But she feels like she's done something wrong. Like she's forced herself her and forced her own grief and guilt on to them, in some attempt to feel less pain.

She wakes up in the night and shakes and cries and she thinks that she would be happier if she were dead, too. Just when things were getting better, and everything fell apart.

It all starts with her parents, really, whom she hasn't talked to in so long. She lifted the memory charm as best she could, but there were some . . . permanent effects that she couldn't quite diminish completely.

This, in a sense, is similar to the lingering portions of the Cruciatus curse in Pansy. The ones that had killed her. The ones that had brought this all up.

She takes a deep breath and focuses on her magic, which she's tempted to release, just to see things break. She had done that, before, right after Pansy had gone. She had sat there, on the floor of their old kitchen and cried, and her magic had branched out in anger, and glasses and plates and cups shattered, but she didn't care—couldn't care.

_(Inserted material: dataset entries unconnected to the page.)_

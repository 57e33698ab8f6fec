//! Stateless request builder/decoder against the metadata store.
//!
//! No caching here: every call builds the backend request, issues it, and
//! decodes the response into typed metadata. Blob hashes are keyed by
//! decimal identifier; the name → id index is an ordered hash keyed by
//! locality hints, so one directory's entries are co-located in the
//! backend.
//!
//! Every decoded response is cross-checked against the request (identifier
//! echo, index/blob agreement); a backend that answers with somebody
//! else's metadata is reported as a fatal remote inconsistency, never
//! silently cached.
use std::collections::BTreeMap;
use std::sync::Arc;

use futures::future::BoxFuture;
use futures::stream::{self, StreamExt};
use futures::FutureExt;
use tracing::*;

use crate::error::{DecodeError, Error};
use crate::ids::{ContainerIdentifier, FileIdentifier, LocalityHint};
use crate::remote::{MetadataStore, RemoteStatus, StatusCode};

use super::types::{decode_blob, ContainerMetadata, FileMetadata};

/// Hash holding file metadata blobs, field = decimal file id.
const KEY_FILE_MD: &str = "md:file";
/// Hash holding container metadata blobs, field = decimal container id.
const KEY_CONTAINER_MD: &str = "md:container";
/// Ordered hash mapping locality hints to file ids.
const KEY_FILE_INDEX: &str = "md:index:files";
/// Ordered hash mapping locality hints to container ids.
const KEY_CONTAINER_INDEX: &str = "md:index:containers";

/// Concurrent in-flight requests of one batched directory fetch.
const BATCH_CONCURRENCY: usize = 16;

fn key_sub_files(container: ContainerIdentifier) -> String {
    format!("md:container:{}:files", container.underlying())
}

fn key_sub_containers(container: ContainerIdentifier) -> String {
    format!("md:container:{}:containers", container.underlying())
}

fn decimal(id: u64) -> Vec<u8> {
    id.to_string().into_bytes()
}

fn parse_decimal(raw: &[u8]) -> Result<u64, Error> {
    std::str::from_utf8(raw)
        .ok()
        .and_then(|s| s.parse().ok())
        .ok_or_else(|| DecodeError::Ascii.into())
}

fn parse_name(raw: &[u8]) -> Result<String, Error> {
    String::from_utf8(raw.to_vec()).map_err(|_| DecodeError::Utf8.into())
}

/// Entry names must be non-empty single path components.
fn validate_name(name: &str) -> Result<(), Error> {
    if name.is_empty() {
        return Err(Error::InvalidArgument("empty entry name"));
    }
    if name.contains('/') {
        return Err(Error::InvalidArgument("entry name contains a slash"));
    }
    if name.contains('\0') {
        return Err(Error::InvalidArgument("entry name contains NUL"));
    }
    if name == "." || name == ".." {
        return Err(Error::InvalidArgument("entry name is a dot entry"));
    }
    Ok(())
}

fn check_parent(parent: ContainerIdentifier) -> Result<(), Error> {
    if parent.is_absent() {
        return Err(Error::not_found(format!("{} (cid=0 is illegal)", parent)));
    }
    Ok(())
}

fn inconsistent(detail: String) -> Error {
    Error::FatalRemote(RemoteStatus::error(StatusCode::Error, detail))
}

pub struct MetadataFetcher;

impl MetadataFetcher {
    pub async fn get_file(
        store: &dyn MetadataStore,
        id: FileIdentifier,
    ) -> Result<FileMetadata, Error> {
        if id.is_absent() {
            return Err(Error::not_found(format!("{} (fid=0 is illegal)", id)));
        }
        let blob = store
            .hget(KEY_FILE_MD, &decimal(id.underlying()))
            .await?
            .ok_or_else(|| Error::not_found(id.to_string()))?;
        let md: FileMetadata = decode_blob(&blob)?;
        if md.id != id {
            return Err(inconsistent(format!(
                "backend returned {} for {}",
                md.id, id
            )));
        }
        Ok(md)
    }

    pub async fn get_container(
        store: &dyn MetadataStore,
        id: ContainerIdentifier,
    ) -> Result<ContainerMetadata, Error> {
        check_parent(id)?;
        let blob = store
            .hget(KEY_CONTAINER_MD, &decimal(id.underlying()))
            .await?
            .ok_or_else(|| Error::not_found(id.to_string()))?;
        let md: ContainerMetadata = decode_blob(&blob)?;
        if md.id != id {
            return Err(inconsistent(format!(
                "backend returned {} for {}",
                md.id, id
            )));
        }
        Ok(md)
    }

    pub async fn file_exists(
        store: &dyn MetadataStore,
        id: FileIdentifier,
    ) -> Result<bool, Error> {
        if id.is_absent() {
            return Ok(false);
        }
        Ok(store
            .hget(KEY_FILE_MD, &decimal(id.underlying()))
            .await?
            .is_some())
    }

    /// Batched existence probe, one answer per queried id, in input order.
    pub async fn files_exist(
        store: &Arc<dyn MetadataStore>,
        ids: &[FileIdentifier],
    ) -> Result<Vec<bool>, Error> {
        let results: Vec<Result<bool, Error>> = stream::iter(ids.iter().copied())
            .map(|id| {
                let store = store.clone();
                async move { Self::file_exists(store.as_ref(), id).await }
            })
            .buffered(BATCH_CONCURRENCY)
            .collect()
            .await;
        results.into_iter().collect()
    }

    /// `name -> file id` map of a container's direct children.
    pub async fn get_file_map(
        store: &dyn MetadataStore,
        container: ContainerIdentifier,
    ) -> Result<BTreeMap<String, FileIdentifier>, Error> {
        check_parent(container)?;
        let pairs = store.hgetall(&key_sub_files(container)).await?;
        pairs
            .into_iter()
            .map(|(name, id)| {
                let id = FileIdentifier::new(parse_decimal(&id)?);
                if id.is_absent() {
                    return Err(inconsistent(format!(
                        "file map of {} holds a zero id",
                        container
                    )));
                }
                Ok((parse_name(&name)?, id))
            })
            .collect()
    }

    /// `name -> container id` map of a container's direct sub-containers.
    pub async fn get_container_map(
        store: &dyn MetadataStore,
        container: ContainerIdentifier,
    ) -> Result<BTreeMap<String, ContainerIdentifier>, Error> {
        check_parent(container)?;
        let pairs = store.hgetall(&key_sub_containers(container)).await?;
        pairs
            .into_iter()
            .map(|(name, id)| {
                let id = ContainerIdentifier::new(parse_decimal(&id)?);
                if id.is_absent() {
                    return Err(inconsistent(format!(
                        "container map of {} holds a zero id",
                        container
                    )));
                }
                Ok((parse_name(&name)?, id))
            })
            .collect()
    }

    pub async fn count_files(
        store: &dyn MetadataStore,
        container: ContainerIdentifier,
    ) -> Result<u64, Error> {
        check_parent(container)?;
        store.hlen(&key_sub_files(container)).await
    }

    pub async fn count_containers(
        store: &dyn MetadataStore,
        container: ContainerIdentifier,
    ) -> Result<u64, Error> {
        check_parent(container)?;
        store.hlen(&key_sub_containers(container)).await
    }

    /// Resolve a file id from its parent and name through the locality
    /// index.
    pub async fn get_file_id_by_name(
        store: &dyn MetadataStore,
        parent: ContainerIdentifier,
        name: &str,
    ) -> Result<FileIdentifier, Error> {
        check_parent(parent)?;
        validate_name(name)?;
        let raw = store
            .hget(KEY_FILE_INDEX, &LocalityHint::build(parent, name))
            .await?
            .ok_or_else(|| Error::not_found(format!("{}/{}", parent, name)))?;
        let id = FileIdentifier::new(parse_decimal(&raw)?);
        if id.is_absent() {
            return Err(inconsistent(format!(
                "locality index of {}/{} holds a zero id",
                parent, name
            )));
        }
        Ok(id)
    }

    pub async fn get_container_id_by_name(
        store: &dyn MetadataStore,
        parent: ContainerIdentifier,
        name: &str,
    ) -> Result<ContainerIdentifier, Error> {
        check_parent(parent)?;
        validate_name(name)?;
        let raw = store
            .hget(KEY_CONTAINER_INDEX, &LocalityHint::build(parent, name))
            .await?
            .ok_or_else(|| Error::not_found(format!("{}/{}", parent, name)))?;
        let id = ContainerIdentifier::new(parse_decimal(&raw)?);
        if id.is_absent() {
            return Err(inconsistent(format!(
                "locality index of {}/{} holds a zero id",
                parent, name
            )));
        }
        Ok(id)
    }

    /// Two-step by-name retrieval: resolve the id through the locality
    /// index, fetch the blob, and verify the index and the blob agree. A
    /// dangling index entry surfaces as *not-found* with the index
    /// coordinates; a blob claiming another parent or name is a fatal
    /// backend inconsistency.
    pub async fn get_file_by_name(
        store: &dyn MetadataStore,
        parent: ContainerIdentifier,
        name: &str,
    ) -> Result<FileMetadata, Error> {
        let id = Self::get_file_id_by_name(store, parent, name).await?;
        let md = match Self::get_file(store, id).await {
            Ok(md) => md,
            Err(e) if matches!(e, Error::NotFound(_)) => {
                warn!(%parent, name, %id, "locality index points at a missing blob");
                return Err(Error::not_found(format!(
                    "{}/{} (dangling index entry for {})",
                    parent, name, id
                )));
            }
            Err(e) => return Err(e),
        };
        if md.container != parent || md.name != name {
            return Err(inconsistent(format!(
                "locality index out of sync: {}/{} resolved to {} ({}/{})",
                parent, name, md.id, md.container, md.name
            )));
        }
        Ok(md)
    }

    pub async fn get_container_by_name(
        store: &dyn MetadataStore,
        parent: ContainerIdentifier,
        name: &str,
    ) -> Result<ContainerMetadata, Error> {
        let id = Self::get_container_id_by_name(store, parent, name).await?;
        let md = match Self::get_container(store, id).await {
            Ok(md) => md,
            Err(e) if matches!(e, Error::NotFound(_)) => {
                warn!(%parent, name, %id, "locality index points at a missing blob");
                return Err(Error::not_found(format!(
                    "{}/{} (dangling index entry for {})",
                    parent, name, id
                )));
            }
            Err(e) => return Err(e),
        };
        if md.parent != parent || md.name != name {
            return Err(inconsistent(format!(
                "locality index out of sync: {}/{} resolved to {} ({}/{})",
                parent, name, md.id, md.parent, md.name
            )));
        }
        Ok(md)
    }

    /// One future per child file of the container, ordered by name; used to
    /// prefetch a whole directory.
    pub async fn get_files_in_container(
        store: &Arc<dyn MetadataStore>,
        container: ContainerIdentifier,
    ) -> Result<Vec<(String, BoxFuture<'static, Result<FileMetadata, Error>>)>, Error> {
        let map = Self::get_file_map(store.as_ref(), container).await?;
        Ok(map
            .into_iter()
            .map(|(name, id)| {
                let store = store.clone();
                let fut = async move { Self::get_file(store.as_ref(), id).await }.boxed();
                (name, fut)
            })
            .collect())
    }

    /// One future per child container, ordered by name.
    pub async fn get_containers_in_container(
        store: &Arc<dyn MetadataStore>,
        container: ContainerIdentifier,
    ) -> Result<Vec<(String, BoxFuture<'static, Result<ContainerMetadata, Error>>)>, Error> {
        let map = Self::get_container_map(store.as_ref(), container).await?;
        Ok(map
            .into_iter()
            .map(|(name, id)| {
                let store = store.clone();
                let fut = async move { Self::get_container(store.as_ref(), id).await }.boxed();
                (name, fut)
            })
            .collect())
    }

    /// Resolve a whole directory of file metadata in one sweep: list the
    /// children, fan the blob fetches out with bounded concurrency, and
    /// collect per-child outcomes in name order. A missing or corrupt
    /// child does not abort its siblings; its slot carries the error.
    pub async fn fetch_files_in_container(
        store: &Arc<dyn MetadataStore>,
        container: ContainerIdentifier,
    ) -> Result<Vec<(String, Result<FileMetadata, Error>)>, Error> {
        let map = Self::get_file_map(store.as_ref(), container).await?;
        debug!(%container, children = map.len(), "batch-fetching directory files");
        let out = stream::iter(map.into_iter())
            .map(|(name, id)| {
                let store = store.clone();
                async move {
                    let result = Self::get_file(store.as_ref(), id).await;
                    (name, result)
                }
            })
            .buffered(BATCH_CONCURRENCY)
            .collect()
            .await;
        Ok(out)
    }

    /// Batched sub-container resolution, bounded like
    /// [`Self::fetch_files_in_container`].
    pub async fn fetch_containers_in_container(
        store: &Arc<dyn MetadataStore>,
        container: ContainerIdentifier,
    ) -> Result<Vec<(String, Result<ContainerMetadata, Error>)>, Error> {
        let map = Self::get_container_map(store.as_ref(), container).await?;
        debug!(%container, children = map.len(), "batch-fetching sub-containers");
        let out = stream::iter(map.into_iter())
            .map(|(name, id)| {
                let store = store.clone();
                async move {
                    let result = Self::get_container(store.as_ref(), id).await;
                    (name, result)
                }
            })
            .buffered(BATCH_CONCURRENCY)
            .collect()
            .await;
        Ok(out)
    }
}

/// Backend key/field layout helpers, exposed so the owning service and the
/// tests populate the store consistently.
pub mod keys {
    use super::*;

    pub fn file_md() -> &'static str {
        KEY_FILE_MD
    }
    pub fn container_md() -> &'static str {
        KEY_CONTAINER_MD
    }
    pub fn file_index() -> &'static str {
        KEY_FILE_INDEX
    }
    pub fn container_index() -> &'static str {
        KEY_CONTAINER_INDEX
    }
    pub fn sub_files(container: ContainerIdentifier) -> String {
        key_sub_files(container)
    }
    pub fn sub_containers(container: ContainerIdentifier) -> String {
        key_sub_containers(container)
    }
    pub fn id_field(id: u64) -> Vec<u8> {
        decimal(id)
    }
    pub fn name_field(parent: ContainerIdentifier, name: &str) -> Vec<u8> {
        LocalityHint::build(parent, name)
    }
}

Harry found her, curled up on the floor and shaking with sobs. They don't talk about that. Hermione's glad, of course, but she always thinks that it's one of the most important things in her life right now, that it needs to be addressed. It's just . . . she doesn't want to address it. She certainly won't being saying anything about it.

For right now, she watches the days go by her in a blur. Oh, maybe she will get better, but, right now, she isn't okay.

Some part of her probably never will be.


"What do you dream about?"

Hermione jumps, and looks up to see Draco staring at her across the table.

"I don't dream."

He considers this, then shakes his head slowly. "Everybody dreams. Whether it's when they're awake or when they're not. It's just a human thing, something that can't be controlled."

"I'm empty," Hermione says softly. "I don't have dreams. I stare at stars and I wonder why none of them fall and I look at flames and wish they would burn within me." She takes a deep, shuddering breath and lets her eyes fall back to her hands. "I'm—existing. That's all."

It's silent for a moment, then Draco's voice breaks through, thick and heavy. "Did she ever tell you? What we went through that year?"

"She did, right before—" She cuts herself off, feeling herself go rigid. "Yes," she amends. "She did."

Draco nods absently. "She was like this, too, you know. Caught up in fear and grief and disgust—at herself, at all the things she could have done, could have been. And she didn't worry about herself enough." His voice is quiet now, twisting with emotions. "That was my mistake."

Hermione feels a surge of anger burst inside of her chest. "What, and you think you're the only one who made mistakes? As if it was only you who could have saved her?" She laughs, and the sound makes Draco flinch, but she doesn't care. Wind sweeps around her, and she thinks her magic has leaked from her body. But the words keep pouring out, a flood of bitter resentment and hatred—not for Draco, not for Pansy, but for herself.

"Maybe it's not your fault at all! Maybe it is. But that doesn't change the fact that she's fucking dead." Her breathing is harsh. She cannot stop herself from speaking. "She dead, and maybe it's your fault. Maybe it's not. But that doesn't change the fact that I let her hurt me! That you let her hurt you, and that everybody else let her hurt them! Maybe if none of this had happened, then I wouldn't feel like this now! Maybe if I hadn't ever forgiven her, I wouldn't be stuck here like this!" Her voice has risen with hysteria, her voice rubbed raw.

A sob rises slowly in her throat, and before she knows it, she's crying, curled in on herself and rubbing at her aching throat.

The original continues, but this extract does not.